Task: Every entry should be reproduced word for word.

Recorded data:
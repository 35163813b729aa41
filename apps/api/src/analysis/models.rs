use serde::{Deserialize, Serialize};
use serde_json::{Map, Value};

/// Result envelope of `analyze_resume`. Exactly one of the two fields is set.
#[derive(Debug, Clone, PartialEq, Serialize, Deserialize)]
pub struct AnalysisEnvelope {
    pub analysis: Option<String>,
    pub error: Option<String>,
}

impl AnalysisEnvelope {
    pub fn success(analysis: String) -> Self {
        Self {
            analysis: Some(analysis),
            error: None,
        }
    }

    pub fn failure(error: String) -> Self {
        Self {
            analysis: None,
            error: Some(error),
        }
    }
}

/// The two analysis fields suggestion derivation reads. Missing fields
/// default to empty and unknown fields are ignored.
#[derive(Debug, Clone, Default, Deserialize)]
#[serde(default)]
pub struct AnalysisReport {
    pub improvement_areas: Vec<String>,
    pub specific_suggestions: Vec<String>,
}

/// Derives the suggestion list shown next to an analysis: the model's
/// specific suggestions, falling back to its improvement areas.
pub fn suggestions_from_analysis(envelope: &AnalysisEnvelope) -> Vec<String> {
    if let Some(error) = &envelope.error {
        return vec![format!("Error with Groq analysis: {error}")];
    }

    let text = envelope.analysis.as_deref().unwrap_or_default();
    match serde_json::from_str::<AnalysisReport>(text) {
        Ok(report) if !report.specific_suggestions.is_empty() => report.specific_suggestions,
        Ok(report) => report.improvement_areas,
        Err(e) => vec![format!("Error parsing Groq analysis: {e}")],
    }
}

/// Structured extraction result: the decoded model output, with
/// `contact_info` and `sections` always present.
pub type StructuredResume = Map<String, Value>;

pub const CONTACT_INFO_KEY: &str = "contact_info";
pub const SECTIONS_KEY: &str = "sections";

/// Inserts empty objects for `contact_info` and `sections` if absent.
pub fn backfill_structure(mut data: StructuredResume) -> StructuredResume {
    for key in [CONTACT_INFO_KEY, SECTIONS_KEY] {
        data.entry(key).or_insert_with(|| Value::Object(Map::new()));
    }
    data
}

/// `{error, contact_info: {}, sections: {}}`
pub fn structure_error(message: String) -> StructuredResume {
    let mut data = Map::new();
    data.insert("error".to_string(), Value::String(message));
    backfill_structure(data)
}

/// Splits free-text model output into at most `limit` suggestions.
/// Each line is trimmed of whitespace, then of `-` and space characters;
/// lines left empty are dropped.
pub fn parse_suggestion_lines(text: &str, limit: usize) -> Vec<String> {
    text.lines()
        .map(|line| line.trim().trim_matches(|c| c == '-' || c == ' '))
        .filter(|line| !line.is_empty())
        .take(limit)
        .map(String::from)
        .collect()
}
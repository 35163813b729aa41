pub mod health;

use axum::{
    routing::{get, post},
    Router,
};

use crate::analysis::handlers;
use crate::state::AppState;

pub fn build_router(state: AppState) -> Router {
    Router::new()
        .route("/health", get(health::health_handler))
        .route("/api/v1/resume/analyze", post(handlers::handle_analyze))
        .route(
            "/api/v1/resume/suggestions",
            post(handlers::handle_suggestions),
        )
        .route("/api/v1/resume/extract", post(handlers::handle_extract))
        .route("/api/v1/resume/keywords", post(handlers::handle_keywords))
        .with_state(state)
}

#[cfg(test)]
mod tests {
    use std::sync::Arc;

    use axum::{
        body::{to_bytes, Body},
        http::{header, Request, StatusCode},
    };
    use serde_json::{json, Value};
    use tower::ServiceExt;

    use super::*;
    use crate::analysis::{ClientMode, ResumeAnalyzer};
    use crate::llm_client::DemoClient;

    fn demo_router() -> Router {
        build_router(AppState {
            analyzer: Arc::new(ResumeAnalyzer::with_client(
                Arc::new(DemoClient),
                ClientMode::Demo,
            )),
        })
    }

    async fn send(
        router: Router,
        method: &str,
        uri: &str,
        body: Option<Value>,
    ) -> (StatusCode, Value) {
        let request = Request::builder()
            .method(method)
            .uri(uri)
            .header(header::CONTENT_TYPE, "application/json")
            .body(body.map_or_else(Body::empty, |b| Body::from(b.to_string())))
            .unwrap();
        let response = router.oneshot(request).await.unwrap();
        let status = response.status();
        let bytes = to_bytes(response.into_body(), usize::MAX).await.unwrap();
        (status, serde_json::from_slice(&bytes).unwrap())
    }

    #[tokio::test]
    async fn test_health_reports_demo_mode() {
        let (status, body) = send(demo_router(), "GET", "/health", None).await;
        assert_eq!(status, StatusCode::OK);
        assert_eq!(body["status"], "ok");
        assert_eq!(body["mode"], "demo");
        assert!(body["notice"].is_null());
    }

    #[tokio::test]
    async fn test_analyze_returns_envelope_and_derived_suggestions() {
        let (status, body) = send(
            demo_router(),
            "POST",
            "/api/v1/resume/analyze",
            Some(json!({"resume_text": "Jane Doe, Rust engineer", "job_description": "Rust"})),
        )
        .await;
        assert_eq!(status, StatusCode::OK);
        assert!(body["error"].is_null());
        let analysis: Value = serde_json::from_str(body["analysis"].as_str().unwrap()).unwrap();
        assert_eq!(analysis["job_match"]["alignment_score"], 65);
        assert_eq!(body["suggestions"], analysis["specific_suggestions"]);
    }

    #[tokio::test]
    async fn test_analyze_rejects_blank_resume() {
        let (status, body) = send(
            demo_router(),
            "POST",
            "/api/v1/resume/analyze",
            Some(json!({"resume_text": "   "})),
        )
        .await;
        assert_eq!(status, StatusCode::BAD_REQUEST);
        assert_eq!(body["error"]["code"], "VALIDATION_ERROR");
    }

    #[tokio::test]
    async fn test_suggestions_endpoint_returns_bounded_list() {
        let (status, body) = send(
            demo_router(),
            "POST",
            "/api/v1/resume/suggestions",
            Some(json!({"resume_text": "Jane Doe, Rust engineer"})),
        )
        .await;
        assert_eq!(status, StatusCode::OK);
        let suggestions = body["suggestions"].as_array().unwrap();
        assert!(!suggestions.is_empty() && suggestions.len() <= 7);
    }

    #[tokio::test]
    async fn test_extract_short_text_reports_error_field() {
        let (status, body) = send(
            demo_router(),
            "POST",
            "/api/v1/resume/extract",
            Some(json!({"resume_text": ""})),
        )
        .await;
        assert_eq!(status, StatusCode::OK);
        assert_eq!(
            body,
            json!({
                "error": "Resume text is too short or empty",
                "contact_info": {},
                "sections": {}
            })
        );
    }

    #[tokio::test]
    async fn test_keywords_endpoint_compares_with_job() {
        let (status, body) = send(
            demo_router(),
            "POST",
            "/api/v1/resume/keywords",
            Some(json!({
                "resume_text": "Rust engineer. Built services with Docker.",
                "job_description": "Rust and Kubernetes"
            })),
        )
        .await;
        assert_eq!(status, StatusCode::OK);
        assert_eq!(body["job_comparison"]["missing_keywords"], json!(["kubernetes"]));
        assert_eq!(body["skills"][0]["skill"], "rust");
        assert_eq!(body["readability"]["sentence_count"], 2);
        assert!(body["contact_info"]["email"].is_null());
    }
}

Problem solution:
repository 35163813b729aa41
filename apps/api/src/analysis/models.rs
use serde::{Deserialize, Serialize};
use serde_json::{Map, Value};

/// Result envelope of `analyze_resume`. Exactly one of the two fields is set.
#[derive(Debug, Clone, PartialEq, Serialize, Deserialize)]
pub struct AnalysisEnvelope {
    pub analysis: Option<String>,
    pub error: Option<String>,
}

impl AnalysisEnvelope {
    pub fn success(analysis: String) -> Self {
        Self {
            analysis: Some(analysis),
            error: None,
        }
    }

    pub fn failure(error: String) -> Self {
        Self {
            analysis: None,
            error: Some(error),
        }
    }
}

/// The two analysis fields suggestion derivation reads. Missing fields
/// default to empty and unknown fields are ignored.
#[derive(Debug, Clone, Default, Deserialize)]
#[serde(default)]
pub struct AnalysisReport {
    pub improvement_areas: Vec<String>,
    pub specific_suggestions: Vec<String>,
}

/// Derives the suggestion list shown next to an analysis: the model's
/// specific suggestions, falling back to its improvement areas.
pub fn suggestions_from_analysis(envelope: &AnalysisEnvelope) -> Vec<String> {
    if let Some(error) = &envelope.error {
        return vec![format!("Error with Groq analysis: {error}")];
    }

    let text = envelope.analysis.as_deref().unwrap_or_default();
    match serde_json::from_str::<AnalysisReport>(text) {
        Ok(report) if !report.specific_suggestions.is_empty() => report.specific_suggestions,
        Ok(report) => report.improvement_areas,
        Err(e) => vec![format!("Error parsing Groq analysis: {e}")],
    }
}

/// Structured extraction result: the decoded model output, with
/// `contact_info` and `sections` always present.
pub type StructuredResume = Map<String, Value>;

pub const CONTACT_INFO_KEY: &str = "contact_info";
pub const SECTIONS_KEY: &str = "sections";

/// Inserts empty objects for `contact_info` and `sections` if absent.
pub fn backfill_structure(mut data: StructuredResume) -> StructuredResume {
    for key in [CONTACT_INFO_KEY, SECTIONS_KEY] {
        data.entry(key).or_insert_with(|| Value::Object(Map::new()));
    }
    data
}

/// `{error, contact_info: {}, sections: {}}`
pub fn structure_error(message: String) -> StructuredResume {
    let mut data = Map::new();
    data.insert("error".to_string(), Value::String(message));
    backfill_structure(data)
}

/// Splits free-text model output into at most `limit` suggestions.
/// Each line is trimmed of whitespace, then of `-` and space characters;
/// lines left empty are dropped.
pub fn parse_suggestion_lines(text: &str, limit: usize) -> Vec<String> {
    text.lines()
        .map(|line| line.trim().trim_matches(|c| c == '-' || c == ' '))
        .filter(|line| !line.is_empty())
        .take(limit)
        .map(String::from)
        .collect()
}
repository 35163813b729aa41
pub mod health;

use axum::{
    routing::{get, post},
    Router,
};

use crate::analysis::handlers;
use crate::state::AppState;

pub fn build_router(state: AppState) -> Router {
    Router::new()
        .route("/health", get(health::health_handler))
        .route("/api/v1/resume/analyze", post(handlers::handle_analyze))
        .route(
            "/api/v1/resume/suggestions",
            post(handlers::handle_suggestions),
        )
        .route("/api/v1/resume/extract", post(handlers::handle_extract))
        .route("/api/v1/resume/keywords", post(handlers::handle_keywords))
        .with_state(state)
}

#[cfg(test)]
mod tests {
    use std::sync::Arc;

    use axum::{
        body::{to_bytes, Body},
        http::{header, Request, StatusCode},
    };
    use serde_json::{json, Value};
    use tower::ServiceExt;

    use super::*;
    use crate::analysis::{ClientMode, ResumeAnalyzer};
    use crate::llm_client::DemoClient;

    fn demo_router() -> Router {
        build_router(AppState {
            analyzer: Arc::new(ResumeAnalyzer::with_client(
                Arc::new(DemoClient),
                ClientMode::Demo,
            )),
        })
    }

    async fn send(
        router: Router,
        method: &str,
        uri: &str,
        body: Option<Value>,
    ) -> (StatusCode, Value) {
        let request = Request::builder()
            .method(method)
            .uri(uri)
            .header(header::CONTENT_TYPE, "application/json")
            .body(body.map_or_else(Body::empty, |b| Body::from(b.to_string())))
            .unwrap();
        let response = router.oneshot(request).await.unwrap();
        let status = response.status();
        let bytes = to_bytes(response.into_body(), usize::MAX).await.unwrap();
        (status, serde_json::from_slice(&bytes).unwrap())
    }

    #[tokio::test]
    async fn test_health_reports_demo_mode() {
        let (status, body) = send(demo_router(), "GET", "/health", None).await;
        assert_eq!(status, StatusCode::OK);
        assert_eq!(body["status"], "ok");
        assert_eq!(body["mode"], "demo");
        assert!(body["notice"].is_null());
    }

    #[tokio::test]
    async fn test_analyze_returns_envelope_and_derived_suggestions() {
        let (status, body) = send(
            demo_router(),
            "POST",
            "/api/v1/resume/analyze",
            Some(json!({"resume_text": "Jane Doe, Rust engineer", "job_description": "Rust"})),
        )
        .await;
        assert_eq!(status, StatusCode::OK);
        assert!(body["error"].is_null());
        let analysis: Value = serde_json::from_str(body["analysis"].as_str().unwrap()).unwrap();
        assert_eq!(analysis["job_match"]["alignment_score"], 65);
        assert_eq!(body["suggestions"], analysis["specific_suggestions"]);
    }

    #[tokio::test]
    async fn test_analyze_rejects_blank_resume() {
        let (status, body) = send(
            demo_router(),
            "POST",
            "/api/v1/resume/analyze",
            Some(json!({"resume_text": "   "})),
        )
        .await;
        assert_eq!(status, StatusCode::BAD_REQUEST);
        assert_eq!(body["error"]["code"], "VALIDATION_ERROR");
    }

    #[tokio::test]
    async fn test_suggestions_endpoint_returns_bounded_list() {
        let (status, body) = send(
            demo_router(),
            "POST",
            "/api/v1/resume/suggestions",
            Some(json!({"resume_text": "Jane Doe, Rust engineer"})),
        )
        .await;
        assert_eq!(status, StatusCode::OK);
        let suggestions = body["suggestions"].as_array().unwrap();
        assert!(!suggestions.is_empty() && suggestions.len() <= 7);
    }

    #[tokio::test]
    async fn test_extract_short_text_reports_error_field() {
        let (status, body) = send(
            demo_router(),
            "POST",
            "/api/v1/resume/extract",
            Some(json!({"resume_text": ""})),
        )
        .await;
        assert_eq!(status, StatusCode::OK);
        assert_eq!(
            body,
            json!({
                "error": "Resume text is too short or empty",
                "contact_info": {},
                "sections": {}
            })
        );
    }

    #[tokio::test]
    async fn test_keywords_endpoint_compares_with_job() {
        let (status, body) = send(
            demo_router(),
            "POST",
            "/api/v1/resume/keywords",
            Some(json!({
                "resume_text": "Rust engineer. Built services with Docker.",
                "job_description": "Rust and Kubernetes"
            })),
        )
        .await;
        assert_eq!(status, StatusCode::OK);
        assert_eq!(body["job_comparison"]["missing_keywords"], json!(["kubernetes"]));
        assert_eq!(body["skills"][0]["skill"], "rust");
        assert_eq!(body["readability"]["sentence_count"], 2);
        assert!(body["contact_info"]["email"].is_null());
    }
}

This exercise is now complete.